As Liberians await for more sanctions to be imposed by the United States Treasury Department on government officials for their alleged uncontrollable corruption while the majority live in abject poverty, Representative Chris Smith of the State of New Jersey’s 44th District at the United States Congress seems to yield a fruitful results due to his advocacy over the years amongst his fellow colleagues at the US Congress.
Congressman Smith who is a Republican and a Senior Member of the House Committee on Foreign Affairs and a Ranking Member on the Subcommittee on Africa, Global Health, Global Human Rights and International Organizations year ago blamed President Weah for the high rate of poverty in the country by using his political power to appropriate the wealth of the county through embezzlement or misappropriation of government funds at the expense of the wider population.
According to report, his advocacy in the U.S. Congress gave rise to the imposition of sanctions on Liberian government officials, this, our said has gained ground for more sanctions of additional individuals, according to multiple sources from the United States, the Treasury Department is said to be working around the clock to bring to book those who believed that they are untouchable to be sanctioned.
The New Jersey Congressman last year made mention of the then Trump administration’s sanction of Senator Varney Sherman of Grand Cape Mount County as a positive example of fighting graft and corruption in Liberia, stressing, “Liberian Senator, Varney Sherman, was sanctioned by the Trump administration for corruption, which is positive though; but more needs to be done, “Congressman Chris added.
The U.S. Congressman spoke last year through a live-streamed panel discussion on the Global Magnitsky Human Rights and Accountability act around the World, with Liberia and Nigeria the only African countries highlighted in his presentation.

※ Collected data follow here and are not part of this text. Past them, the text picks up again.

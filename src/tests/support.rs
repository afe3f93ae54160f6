//! tests/support.rs
//! Repositorios en memoria y un sender programable para los tests.
//! Todas las escrituras y envíos quedan en un log de eventos compartido.

use std::{
    collections::{BTreeMap, HashSet},
    sync::{Arc, Mutex},
};

use anyhow::{anyhow, Result};
use async_trait::async_trait;
use chrono::Utc;

use crate::{
    models::{
        campaign_model::Campaign, contact_model::Contact, mail_model::MailMessage,
        segment_model::Segment, sent_email_model::SentEmail, template_model::Template,
        template_model::TemplateContent, user_model::User,
    },
    providers::{MailSender, SendMailError},
    repositories::{
        sqlite::SqliteStore, CampaignRepository, ContactRepository, SegmentRepository,
        SentEmailRepository, TemplateContentRepository, TemplateRepository, UserRepository,
    },
    services::campaign_service::CampaignService,
};

pub type EventLog = Arc<Mutex<Vec<String>>>;

#[derive(Default)]
struct State {
    users: BTreeMap<i64, User>,
    contacts: BTreeMap<i64, Contact>,
    segments: BTreeMap<i64, Segment>,
    templates: BTreeMap<i64, Template>,
    contents: Vec<TemplateContent>,
    campaigns: Vec<Campaign>,
    sent_emails: BTreeMap<String, SentEmail>,
    sent_email_writes: Vec<SentEmail>,
    next_id: i64,
}

impl State {
    fn next_id(&mut self) -> i64 {
        self.next_id += 1;
        self.next_id
    }
}

pub struct InMemoryStore {
    state: Mutex<State>,
    events: EventLog,
}

impl InMemoryStore {
    pub fn new(events: EventLog) -> Self {
        Self {
            state: Mutex::new(State::default()),
            events,
        }
    }

    fn log(&self, event: String) {
        self.events.lock().unwrap().push(event);
    }

    // ---- seeding (no genera eventos) ----

    pub fn seed_contact(&self, id: i64, email: &str) -> Contact {
        let now = Utc::now();
        let contact = Contact {
            id,
            email: email.to_string(),
            name: String::new(),
            created_at: now,
            updated_at: now,
        };
        let mut state = self.state.lock().unwrap();
        state.next_id = state.next_id.max(id);
        state.contacts.insert(id, contact.clone());
        contact
    }

    pub fn seed_segment(&self, id: i64, members: Vec<Contact>) -> Segment {
        let now = Utc::now();
        let segment = Segment {
            id,
            name: format!("segment-{id}"),
            user_id: 1,
            contacts: members,
            created_at: now,
            updated_at: now,
        };
        let mut state = self.state.lock().unwrap();
        state.next_id = state.next_id.max(id);
        state.segments.insert(id, segment.clone());
        segment
    }

    pub fn seed_user(&self, id: i64, username: &str) -> User {
        let user = User {
            id,
            username: username.to_string(),
            created_at: Utc::now(),
        };
        let mut state = self.state.lock().unwrap();
        state.next_id = state.next_id.max(id);
        state.users.insert(id, user.clone());
        user
    }

    pub fn seed_template(&self, id: i64, versions: &[(&str, &str)]) {
        let now = Utc::now();
        let mut state = self.state.lock().unwrap();
        state.next_id = state.next_id.max(id);
        state.templates.insert(
            id,
            Template {
                id,
                name: format!("template-{id}"),
                favorite: false,
                user_id: 1,
                created_at: now,
                updated_at: now,
            },
        );
        for (about, content) in versions {
            let content_id = state.next_id();
            state.contents.push(TemplateContent {
                id: content_id,
                template_id: id,
                about: about.to_string(),
                content: content.to_string(),
                created_at: now,
            });
        }
    }

    // ---- inspección ----

    /// Cada escritura de sent_emails, en orden
    pub fn sent_email_writes(&self) -> Vec<SentEmail> {
        self.state.lock().unwrap().sent_email_writes.clone()
    }

    /// Estado final de los registros de entrega
    pub fn sent_emails(&self) -> Vec<SentEmail> {
        self.state.lock().unwrap().sent_emails.values().cloned().collect()
    }

    pub fn campaigns(&self) -> Vec<Campaign> {
        self.state.lock().unwrap().campaigns.clone()
    }

    pub fn template_versions(&self, template_id: i64) -> usize {
        let state = self.state.lock().unwrap();
        state
            .contents
            .iter()
            .filter(|c| c.template_id == template_id)
            .count()
    }

    pub fn write_count(&self) -> usize {
        self.events
            .lock()
            .unwrap()
            .iter()
            .filter(|e| e.starts_with("write:"))
            .count()
    }
}

#[async_trait]
impl UserRepository for InMemoryStore {
    async fn find_by_username(&self, username: &str) -> Result<Option<User>> {
        let state = self.state.lock().unwrap();
        Ok(state.users.values().find(|u| u.username == username).cloned())
    }

    async fn create(&self, username: &str) -> Result<User> {
        self.log(format!("write:user:{username}"));
        let mut state = self.state.lock().unwrap();
        let id = state.next_id();
        let user = User {
            id,
            username: username.to_string(),
            created_at: Utc::now(),
        };
        state.users.insert(id, user.clone());
        Ok(user)
    }
}

#[async_trait]
impl ContactRepository for InMemoryStore {
    async fn find_by_id(&self, id: i64) -> Result<Option<Contact>> {
        Ok(self.state.lock().unwrap().contacts.get(&id).cloned())
    }

    async fn find_by_email(&self, email: &str) -> Result<Option<Contact>> {
        let state = self.state.lock().unwrap();
        Ok(state.contacts.values().find(|c| c.email == email).cloned())
    }

    async fn find_all(&self) -> Result<Vec<Contact>> {
        Ok(self.state.lock().unwrap().contacts.values().cloned().collect())
    }

    async fn create(&self, email: &str, name: &str) -> Result<Contact> {
        self.log(format!("write:contact:{email}"));
        let mut state = self.state.lock().unwrap();
        let id = state.next_id();
        let now = Utc::now();
        let contact = Contact {
            id,
            email: email.to_string(),
            name: name.to_string(),
            created_at: now,
            updated_at: now,
        };
        state.contacts.insert(id, contact.clone());
        Ok(contact)
    }

    async fn update(&self, contact: &Contact) -> Result<Contact> {
        self.log(format!("write:contact:{}", contact.id));
        let mut state = self.state.lock().unwrap();
        state.contacts.insert(contact.id, contact.clone());
        Ok(contact.clone())
    }

    async fn delete(&self, id: i64) -> Result<bool> {
        self.log(format!("write:contact-delete:{id}"));
        Ok(self.state.lock().unwrap().contacts.remove(&id).is_some())
    }
}

#[async_trait]
impl SegmentRepository for InMemoryStore {
    async fn find_by_id(&self, id: i64) -> Result<Option<Segment>> {
        Ok(self.state.lock().unwrap().segments.get(&id).cloned())
    }

    async fn find_all(&self) -> Result<Vec<Segment>> {
        Ok(self.state.lock().unwrap().segments.values().cloned().collect())
    }

    async fn create(&self, name: &str, user_id: i64, contact_ids: &[i64]) -> Result<Segment> {
        self.log(format!("write:segment:{name}"));
        let mut state = self.state.lock().unwrap();
        let id = state.next_id();
        let contacts = contact_ids
            .iter()
            .filter_map(|cid| state.contacts.get(cid).cloned())
            .collect();
        let now = Utc::now();
        let segment = Segment {
            id,
            name: name.to_string(),
            user_id,
            contacts,
            created_at: now,
            updated_at: now,
        };
        state.segments.insert(id, segment.clone());
        Ok(segment)
    }

    async fn update(&self, segment: &Segment) -> Result<Segment> {
        self.log(format!("write:segment:{}", segment.id));
        let mut state = self.state.lock().unwrap();
        state.segments.insert(segment.id, segment.clone());
        Ok(segment.clone())
    }

    async fn delete(&self, id: i64) -> Result<bool> {
        self.log(format!("write:segment-delete:{id}"));
        Ok(self.state.lock().unwrap().segments.remove(&id).is_some())
    }
}

#[async_trait]
impl TemplateRepository for InMemoryStore {
    async fn find_by_id(&self, id: i64) -> Result<Option<Template>> {
        Ok(self.state.lock().unwrap().templates.get(&id).cloned())
    }

    async fn find_all(&self) -> Result<Vec<Template>> {
        Ok(self.state.lock().unwrap().templates.values().cloned().collect())
    }

    async fn create(&self, name: &str, favorite: bool, user_id: i64) -> Result<Template> {
        self.log(format!("write:template:{name}"));
        let mut state = self.state.lock().unwrap();
        let id = state.next_id();
        let now = Utc::now();
        let template = Template {
            id,
            name: name.to_string(),
            favorite,
            user_id,
            created_at: now,
            updated_at: now,
        };
        state.templates.insert(id, template.clone());
        Ok(template)
    }

    async fn update(&self, template: &Template) -> Result<Template> {
        self.log(format!("write:template:{}", template.id));
        let mut state = self.state.lock().unwrap();
        state.templates.insert(template.id, template.clone());
        Ok(template.clone())
    }

    async fn delete(&self, id: i64) -> Result<bool> {
        self.log(format!("write:template-delete:{id}"));
        Ok(self.state.lock().unwrap().templates.remove(&id).is_some())
    }
}

#[async_trait]
impl TemplateContentRepository for InMemoryStore {
    async fn find_latest(&self, template_id: i64) -> Result<Option<TemplateContent>> {
        let state = self.state.lock().unwrap();
        Ok(state
            .contents
            .iter()
            .filter(|c| c.template_id == template_id)
            .max_by_key(|c| c.id)
            .cloned())
    }

    async fn create(
        &self,
        template_id: i64,
        about: &str,
        content: &str,
    ) -> Result<TemplateContent> {
        self.log(format!("write:template-content:{template_id}"));
        let mut state = self.state.lock().unwrap();
        let id = state.next_id();
        let version = TemplateContent {
            id,
            template_id,
            about: about.to_string(),
            content: content.to_string(),
            created_at: Utc::now(),
        };
        state.contents.push(version.clone());
        Ok(version)
    }
}

#[async_trait]
impl CampaignRepository for InMemoryStore {
    async fn save(&self, campaign: &Campaign) -> Result<Campaign> {
        self.log(format!("write:campaign:{}", campaign.name));
        self.state.lock().unwrap().campaigns.push(campaign.clone());
        Ok(campaign.clone())
    }

    async fn find_by_id(&self, id: &str) -> Result<Option<Campaign>> {
        let state = self.state.lock().unwrap();
        Ok(state.campaigns.iter().find(|c| c.id == id).cloned())
    }

    async fn find_all(&self) -> Result<Vec<Campaign>> {
        Ok(self.state.lock().unwrap().campaigns.clone())
    }

    async fn count_by_template(&self, template_id: i64) -> Result<i64> {
        let state = self.state.lock().unwrap();
        Ok(state
            .campaigns
            .iter()
            .filter(|c| c.template_id == template_id)
            .count() as i64)
    }

    async fn count_by_contact(&self, contact_id: i64) -> Result<i64> {
        let state = self.state.lock().unwrap();
        Ok(state
            .campaigns
            .iter()
            .filter(|c| c.contacts.iter().any(|x| x.id == contact_id))
            .count() as i64)
    }

    async fn count_by_segment(&self, segment_id: i64) -> Result<i64> {
        let state = self.state.lock().unwrap();
        Ok(state
            .campaigns
            .iter()
            .filter(|c| c.segments.iter().any(|x| x.id == segment_id))
            .count() as i64)
    }
}

#[async_trait]
impl SentEmailRepository for InMemoryStore {
    async fn save(&self, sent_email: &SentEmail) -> Result<SentEmail> {
        self.log(format!(
            "write:sent_email:{}:{}",
            sent_email.recipient, sent_email.status
        ));
        let mut state = self.state.lock().unwrap();
        state.sent_email_writes.push(sent_email.clone());
        state
            .sent_emails
            .insert(sent_email.id.clone(), sent_email.clone());
        Ok(sent_email.clone())
    }

    async fn find_by_campaign(&self, campaign_id: &str) -> Result<Vec<SentEmail>> {
        let state = self.state.lock().unwrap();
        Ok(state
            .sent_emails
            .values()
            .filter(|s| s.campaign_id == campaign_id)
            .cloned()
            .collect())
    }
}

/// Sender que falla para las direcciones indicadas (o para todas)
pub struct FakeMailSender {
    events: EventLog,
    failing: HashSet<String>,
    fail_all: bool,
    sent: Mutex<Vec<MailMessage>>,
}

impl FakeMailSender {
    pub fn ok(events: EventLog) -> Self {
        Self {
            events,
            failing: HashSet::new(),
            fail_all: false,
            sent: Mutex::new(Vec::new()),
        }
    }

    pub fn failing_all(events: EventLog) -> Self {
        Self {
            fail_all: true,
            ..Self::ok(events)
        }
    }

    pub fn failing_for(events: EventLog, addresses: &[&str]) -> Self {
        Self {
            failing: addresses.iter().map(|a| a.to_string()).collect(),
            ..Self::ok(events)
        }
    }

    /// Mensajes que llegaron al sender (exitosos o no)
    pub fn attempts(&self) -> Vec<MailMessage> {
        self.sent.lock().unwrap().clone()
    }
}

#[async_trait]
impl MailSender for FakeMailSender {
    async fn send(&self, message: &MailMessage) -> Result<(), SendMailError> {
        self.events
            .lock()
            .unwrap()
            .push(format!("send:{}", message.to));
        self.sent.lock().unwrap().push(message.clone());

        if self.fail_all || self.failing.contains(&message.to) {
            return Err(SendMailError::new(message, anyhow!("Failed to send")));
        }
        Ok(())
    }
}

pub fn new_event_log() -> EventLog {
    Arc::new(Mutex::new(Vec::new()))
}

pub fn events(log: &EventLog) -> Vec<String> {
    log.lock().unwrap().clone()
}

pub fn campaign_service(store: &Arc<InMemoryStore>, sender: Arc<FakeMailSender>) -> CampaignService {
    CampaignService::new(
        sender,
        "onboarding@resend.dev",
        store.clone(),
        store.clone(),
        store.clone(),
        store.clone(),
        store.clone(),
    )
}

/// SQLite en memoria con las migraciones aplicadas
pub async fn memory_store() -> SqliteStore {
    let store = SqliteStore::connect("sqlite::memory:", 1)
        .await
        .expect("sqlite en memoria");
    store.run_migrations().await.expect("migraciones");
    store
}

The U.S. lawmaker has been in the US congress since 1980, serves residents of the Fourth Congressional District of New Jersey, and is the Co-Chair of the Tom Lantos Human Rights Commission and Ranking member on Congressional-Executive Commission on China.
Congressman Smith, who has long chaired a number of bipartisan congressional caucuses, was among several who signed a letter to US Secretary of State Condoleezza Rice in 2003 urging the White House to push for the turnover of former President Charles Taylor.
In April 2012, Rep. Smith hailed the Special Court for Sierra Leone sitting in The Hague for rendering what he described as a “clear and just verdict” in the case of notorious human rights offender, Charles Taylor. “After a trial lasting five years, the Court found former warlord and Liberian President Charles Taylor guilty of 11 counts of war crimes and crimes against humanity, ranging from terrorist acts to rape to enslavement to murder,” Rep. Smith wrote.